Ethiopian long-distance runner

Belaynesh Fikadu (born 28 March 1987) is an Ethiopian long-distance runner who competes in road running competitions. She represented her country at the African Championships in Athletics in 2008, coming fourth. She has won the Tilburg 10K, Dam tot Damloop and International Chiba Ekiden.

Her first year of competing at the top level came in 2006: she won the Cursa de Bombers and Great Ethiopian Run 10K races and set a 5000 metres track best of 15:59.95 minutes at the Internationales Stadionfest in Berlin. She ended the year with a win at the New Year's Eve Trierer Silvesterlauf. On the roads the following year she won the Lahore 10K, the Tilburg 10K and the Dam tot Damloop 10-miler. She set a 3000 metres track best of 8:52.04 minutes at the Hanžeković Memorial, placing second, and improved her 5000 m best to 15:02.14 minutes at the FBK Games.

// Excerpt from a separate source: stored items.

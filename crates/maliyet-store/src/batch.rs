//! 寫入批次模型

use rust_decimal::Decimal;
use serde::{Deserialize, Serialize};

/// child 貨運欄位更新
#[derive(Debug, Clone, Serialize, Deserialize)]
pub struct ShippingUpdate {
    /// child SKU
    pub child_sku: String,

    /// 貨運代碼
    pub kargo_kodu: Option<String>,

    /// 箱寬（短邊上限）
    pub kargo_en: Option<Decimal>,

    /// 箱長（長邊上限）
    pub kargo_boy: Option<Decimal>,

    /// 箱高
    pub kargo_yukseklik: Option<Decimal>,

    /// 貨運重量（公斤）
    pub kargo_agirlik: Decimal,

    /// 計費單位 desi
    pub kargo_desi: Option<Decimal>,
}

/// 產品-原物料數量 upsert
#[derive(Debug, Clone, Serialize, Deserialize)]
pub struct MaterialUpsert {
    /// child SKU
    pub child_sku: String,

    /// 原物料ID
    pub material_id: i64,

    /// 數量
    pub quantity: Decimal,
}

/// 單一 child 的成本指派寫入
///
/// kargo 指派取代既有的 kargo 指派（不並存）；
/// kaplama 清單整組取代該 child 先前的 kaplama 集合（不與舊值合併）。
#[derive(Debug, Clone, Serialize, Deserialize)]
pub struct CostAssignmentWrite {
    /// child SKU
    pub child_sku: String,

    /// kargo 成本名稱
    pub kargo_cost_name: String,

    /// kaplama 成本名稱清單（可為空）
    pub kaplama_cost_names: Vec<String>,
}

/// 一次繼承作業的完整寫入批次
#[derive(Debug, Clone, Default, Serialize, Deserialize)]
pub struct WriteBatch {
    /// 貨運欄位更新
    pub shipping_updates: Vec<ShippingUpdate>,

    /// 原物料數量 upsert
    pub material_upserts: Vec<MaterialUpsert>,

    /// 成本指派寫入
    pub cost_assignments: Vec<CostAssignmentWrite>,
}

impl WriteBatch {
    /// 創建空批次
    pub fn new() -> Self {
        Self::default()
    }

    /// 批次是否為空
    pub fn is_empty(&self) -> bool {
        self.shipping_updates.is_empty()
            && self.material_upserts.is_empty()
            && self.cost_assignments.is_empty()
    }

    /// 批次內寫入筆數合計
    pub fn len(&self) -> usize {
        self.shipping_updates.len() + self.material_upserts.len() + self.cost_assignments.len()
    }
}

#[cfg(test)]
mod tests {
    use super::*;

    #[test]
    fn test_empty_batch() {
        let batch = WriteBatch::new();
        assert!(batch.is_empty());
        assert_eq!(batch.len(), 0);
    }

    #[test]
    fn test_batch_len() {
        let mut batch = WriteBatch::new();
        batch.material_upserts.push(MaterialUpsert {
            child_sku: "SKU-1".to_string(),
            material_id: 1,
            quantity: Decimal::from(2),
        });
        batch.cost_assignments.push(CostAssignmentWrite {
            child_sku: "SKU-1".to_string(),
            kargo_cost_name: "M-13".to_string(),
            kaplama_cost_names: vec!["Gold Kaplama".to_string()],
        });
        assert!(!batch.is_empty());
        assert_eq!(batch.len(), 2);
    }
}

A successful track season came for Belaynesh in 2008 – she was fourth over 5000 m at the 2008 African Championships in Athletics, set a best of 14:46.84 minutes for third at the FBK Games, then came fourth at the Bislett Games in Oslo. She was chosen for the International Chiba Ekiden team and won her leg to help Ethiopia to the title and a course record. In 2009, she finished ninth at the Bislett Games, but still ran a personal best time of 14:44.26 minutes. Further bests came at the Tilburg 10K, where she was runner-up to Mestawet Tufa in 31:23 minutes, and the Dam tot Damloop, where she was fourth with a time of 51:40 minutes for the ten miles. Her last competitive outing was at the 2010 World's Best 10K, finishing in seventh and one place ahead of her fellow namesake Belaynesh Zemedkun. In the 2018 New York City Marathon she finished in 10th place and clocked in at a time of 2:30:47 beating her previous personal record.